- [ASSIGNMENT]: From the entries below, gather each line containing the word "Chile".

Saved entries

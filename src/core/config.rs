use crate::Result;
use serde::{Deserialize, Serialize};
use std::path::{Path, PathBuf};

/// Tool configuration. Everything here has a working default, so a config
/// file only needs the keys a site wants to change.
#[derive(Debug, Clone, Default, Serialize, Deserialize)]
#[serde(default)]
pub struct Config {
    pub tools: ToolsConfig,
    pub sanitize: SanitizeConfig,
    pub columns: ColumnConfig,
    pub subsampling: SubsamplingConfig,
    pub similarity: SimilarityConfig,
}

#[derive(Debug, Clone, Serialize, Deserialize)]
#[serde(default)]
pub struct ToolsConfig {
    pub augur: String,
    pub python: String,
    pub makeblastdb: String,
    pub blastn: String,
    /// Checkout of the ncov workflow; its `scripts/` directory holds the
    /// sanitizer scripts.
    #[serde(skip_serializing_if = "Option::is_none")]
    pub ncov_dir: Option<PathBuf>,
    /// Wall-clock budget for a single external invocation.
    pub timeout_secs: u64,
}

#[derive(Debug, Clone, Serialize, Deserialize)]
#[serde(default)]
pub struct SanitizeConfig {
    pub strip_prefixes: Vec<String>,
    pub metadata_id_columns: Vec<String>,
    pub database_id_columns: Vec<String>,
    pub location_field: String,
    /// `old=new` column renames applied by the metadata sanitizer.
    pub rename_fields: Vec<String>,
}

#[derive(Debug, Clone, Serialize, Deserialize)]
#[serde(default)]
pub struct ColumnConfig {
    pub strain: String,
    pub country: String,
    pub division: String,
    pub lineage: String,
    pub host: String,
    pub date: String,
    pub length: String,
}

#[derive(Debug, Clone, Serialize, Deserialize)]
#[serde(default)]
pub struct SubsamplingConfig {
    pub home_country: String,
    pub host: String,
    pub outgroup_max_genomes: usize,
    pub group_by: Vec<String>,
}

#[derive(Debug, Clone, Serialize, Deserialize)]
#[serde(default)]
pub struct SimilarityConfig {
    pub task: String,
    pub evalue: f64,
    pub min_query_coverage: f64,
}

impl Default for ToolsConfig {
    fn default() -> Self {
        Self {
            augur: "augur".to_string(),
            python: "python3".to_string(),
            makeblastdb: "makeblastdb".to_string(),
            blastn: "blastn".to_string(),
            ncov_dir: None,
            timeout_secs: 3600,
        }
    }
}

impl Default for SanitizeConfig {
    fn default() -> Self {
        Self {
            strip_prefixes: vec!["hCoV-19/".to_string(), "SARS-CoV-2/".to_string()],
            metadata_id_columns: vec![
                "strain".to_string(),
                "name".to_string(),
                "Virus name".to_string(),
            ],
            database_id_columns: vec![
                "Accession ID".to_string(),
                "gisaid_epi_isl".to_string(),
                "genbank_accession".to_string(),
            ],
            location_field: "Location".to_string(),
            rename_fields: [
                "Virus name=strain",
                "Type=type",
                "Accession ID=gisaid_epi_isl",
                "Collection date=date",
                "Sequence length=length",
                "Host=host",
                "Pango lineage=pango_lineage",
            ]
            .iter()
            .map(|s| s.to_string())
            .collect(),
        }
    }
}

impl Default for ColumnConfig {
    fn default() -> Self {
        Self {
            strain: "strain".to_string(),
            country: "country".to_string(),
            division: "division".to_string(),
            lineage: "pango_lineage".to_string(),
            host: "host".to_string(),
            date: "date".to_string(),
            length: "length".to_string(),
        }
    }
}

impl Default for SubsamplingConfig {
    fn default() -> Self {
        Self {
            home_country: "Brazil".to_string(),
            host: "Human".to_string(),
            outgroup_max_genomes: 30,
            group_by: vec![
                "pango_lineage".to_string(),
                "year".to_string(),
                "month".to_string(),
            ],
        }
    }
}

impl Default for SimilarityConfig {
    fn default() -> Self {
        Self {
            task: "megablast".to_string(),
            evalue: 0.00001,
            min_query_coverage: 99.9,
        }
    }
}

impl Config {
    pub fn validate(&self) -> Result<()> {
        if self.tools.timeout_secs == 0 {
            return Err(crate::GistError::Config(
                "tools.timeout_secs must be positive".to_string(),
            ));
        }
        if self.subsampling.outgroup_max_genomes == 0 {
            return Err(crate::GistError::Config(
                "subsampling.outgroup_max_genomes must be positive".to_string(),
            ));
        }
        if !(0.0..=100.0).contains(&self.similarity.min_query_coverage) {
            return Err(crate::GistError::Config(format!(
                "similarity.min_query_coverage must be within 0-100, got {}",
                self.similarity.min_query_coverage
            )));
        }
        if self.similarity.evalue <= 0.0 {
            return Err(crate::GistError::Config(
                "similarity.evalue must be positive".to_string(),
            ));
        }
        for rename in &self.sanitize.rename_fields {
            match rename.split_once('=') {
                Some((from, to)) if !from.is_empty() && !to.is_empty() => {}
                _ => {
                    return Err(crate::GistError::Config(format!(
                        "sanitize.rename_fields entry {:?} is not of the form old=new",
                        rename
                    )))
                }
            }
        }
        Ok(())
    }
}

pub fn default_config() -> Config {
    Config::default()
}

pub fn load_config<P: AsRef<Path>>(path: P) -> Result<Config> {
    let contents = std::fs::read_to_string(path)?;
    let config: Config = toml::from_str(&contents)
        .map_err(|e| crate::GistError::Config(format!("Failed to parse config: {}", e)))?;
    config.validate()?;
    Ok(config)
}

pub fn save_config<P: AsRef<Path>>(path: P, config: &Config) -> Result<()> {
    let contents = toml::to_string_pretty(config)
        .map_err(|e| crate::GistError::Config(format!("Failed to serialize config: {}", e)))?;
    std::fs::write(path, contents)?;
    Ok(())
}

#[cfg(test)]
mod tests {
    use super::*;
    use tempfile::TempDir;

    #[test]
    fn test_partial_config_keeps_defaults() {
        let dir = TempDir::new().unwrap();
        let path = dir.path().join("gist.toml");
        std::fs::write(
            &path,
            "[tools]\naugur = \"/opt/augur/bin/augur\"\n\n[subsampling]\nhome_country = \"Chile\"\n",
        )
        .unwrap();

        let config = load_config(&path).unwrap();
        assert_eq!(config.tools.augur, "/opt/augur/bin/augur");
        assert_eq!(config.tools.blastn, "blastn");
        assert_eq!(config.subsampling.home_country, "Chile");
        assert_eq!(config.subsampling.outgroup_max_genomes, 30);
        assert_eq!(config.columns.lineage, "pango_lineage");
    }

    #[test]
    fn test_saved_default_config_loads_back() {
        let dir = TempDir::new().unwrap();
        let path = dir.path().join("gist.toml");
        save_config(&path, &default_config()).unwrap();

        let config = load_config(&path).unwrap();
        assert_eq!(config.similarity.task, "megablast");
        assert_eq!(config.sanitize.strip_prefixes.len(), 2);
    }

    #[test]
    fn test_invalid_values_are_rejected() {
        let mut config = default_config();
        config.tools.timeout_secs = 0;
        assert!(config.validate().is_err());

        let mut config = default_config();
        config.sanitize.rename_fields.push("broken".to_string());
        let err = config.validate().unwrap_err();
        assert!(err.to_string().contains("old=new"));
    }
}
//! Shared fixtures for the integration tests.
//!
//! Inputs are written in the raw submission layout (prefixed virus names,
//! a single `Location` field) so the full sanitize, index and filter path
//! is exercised with the built-in engine.
#![allow(dead_code)]

use std::fs;
use std::path::{Path, PathBuf};
use tempfile::TempDir;

pub const FULL: &str = "ACGTACGTACGTACGTACGTACGT";
pub const MOSTLY_N: &str = "ACGTNNNNNNNNNNNNNNNNNNNN";

/// One raw metadata row.
pub struct Submission {
    pub name: &'static str,
    pub date: &'static str,
    pub location: &'static str,
    pub host: &'static str,
    pub lineage: &'static str,
    pub sequence: &'static str,
}

impl Submission {
    pub fn strain(&self) -> String {
        self.name.trim_start_matches("hCoV-19/").to_string()
    }
}

pub fn submissions() -> Vec<Submission> {
    vec![
        Submission {
            name: "hCoV-19/Brazil/SP-1/2021",
            date: "2021-02-01",
            location: "South America / Brazil / São Paulo",
            host: "Human",
            lineage: "P.1",
            sequence: FULL,
        },
        Submission {
            name: "hCoV-19/Brazil/SP-2/2021",
            date: "2021-03-05",
            location: "South America / Brazil / São Paulo",
            host: "Human",
            lineage: "P.1",
            sequence: FULL,
        },
        Submission {
            name: "hCoV-19/Brazil/SP-3/2021",
            date: "2021-03-07",
            location: "South America / Brazil / São Paulo",
            host: "Felis catus",
            lineage: "P.1",
            sequence: FULL,
        },
        Submission {
            name: "hCoV-19/Brazil/SP-4/2021",
            date: "2021-03-09",
            location: "South America / Brazil / São Paulo",
            host: "Human",
            lineage: "B.1.1.7",
            sequence: FULL,
        },
        Submission {
            name: "hCoV-19/Brazil/SP-5/2021",
            date: "2021-03-11",
            location: "South America / Brazil / São Paulo",
            host: "Human",
            lineage: "P.1",
            sequence: MOSTLY_N,
        },
        Submission {
            name: "hCoV-19/Brazil/RJ-1/2021",
            date: "2021-02-14",
            location: "South America / Brazil / Rio de Janeiro",
            host: "Human",
            lineage: "P.1",
            sequence: FULL,
        },
        Submission {
            name: "hCoV-19/Brazil/RJ-2/2020",
            date: "2020-03-01",
            location: "South America / Brazil / Rio de Janeiro",
            host: "Human",
            lineage: "B.1.1.28",
            sequence: FULL,
        },
        Submission {
            name: "hCoV-19/Chile/STG-1/2021",
            date: "2021-04-02",
            location: "South America / Chile / Santiago",
            host: "Human",
            lineage: "P.1",
            sequence: FULL,
        },
        Submission {
            name: "hCoV-19/Peru/LIM-1/2021",
            date: "2021-04-20",
            location: "South America / Peru / Lima",
            host: "Human",
            lineage: "P.1",
            sequence: FULL,
        },
    ]
}

/// Scratch directory holding raw inputs and the job output directory.
pub struct Workspace {
    dir: TempDir,
}

impl Workspace {
    pub fn new() -> Self {
        let dir = TempDir::new().expect("Failed to create temp dir");
        fs::create_dir_all(dir.path().join("out")).expect("Failed to create output dir");
        Self { dir }
    }

    pub fn path(&self, relative: &str) -> PathBuf {
        self.dir.path().join(relative)
    }

    pub fn output_dir(&self) -> PathBuf {
        self.path("out")
    }

    pub fn write(&self, relative: &str, contents: &str) -> PathBuf {
        let path = self.path(relative);
        fs::write(&path, contents).expect("Failed to write fixture");
        path
    }

    /// Raw FASTA and metadata for `rows`, returned as (sequences, metadata).
    pub fn write_submissions(&self, rows: &[Submission]) -> (PathBuf, PathBuf) {
        let mut fasta = String::new();
        let mut tsv = String::from(
            "Virus name\tAccession ID\tCollection date\tLocation\tHost\tPango lineage\n",
        );
        for (i, row) in rows.iter().enumerate() {
            fasta.push_str(&format!(">{}\n{}\n", row.name, row.sequence));
            tsv.push_str(&format!(
                "{}\tEPI_ISL_{}\t{}\t{}\t{}\t{}\n",
                row.name,
                1000 + i,
                row.date,
                row.location,
                row.host,
                row.lineage
            ));
        }
        (
            self.write("raw_sequences.fasta", &fasta),
            self.write("raw_metadata.tsv", &tsv),
        )
    }
}

/// A subsampling schema over São Paulo (target) and Rio de Janeiro.
pub fn subsampling_schema_json(job_name: &str, countries: &str) -> String {
    format!(
        r#"{{
    "job_name": "{}",
    "min_date": "2021-01-01",
    "max_date": "2021-06-30",
    "min_genome_len": 20,
    "target_lineages": ["P.1"],
    "outgroup_lineages": ["B.1.1.28"],
    "states": [
        {{"name": "São Paulo", "sigla": "SP", "max_genomes": 100}},
        {{"name": "Rio de Janeiro", "sigla": "RJ", "max_genomes": 100}}
    ],
    "countries": {},
    "target_states": ["SP"]
}}"#,
        job_name, countries
    )
}

pub fn strain_lines(path: &Path) -> Vec<String> {
    fs::read_to_string(path)
        .expect("Failed to read strain file")
        .lines()
        .map(str::to_string)
        .collect()
}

- [ANSWER TO THIS TASK]:
            "[tools]\naugur = \"/opt/augur/bin/augur\"\n\n[subsampling]\nhome_country = \"Chile\"\n",
        assert_eq!(config.subsampling.home_country, "Chile");
            name: "hCoV-19/Chile/STG-1/2021",
            location: "South America / Chile / Santiago",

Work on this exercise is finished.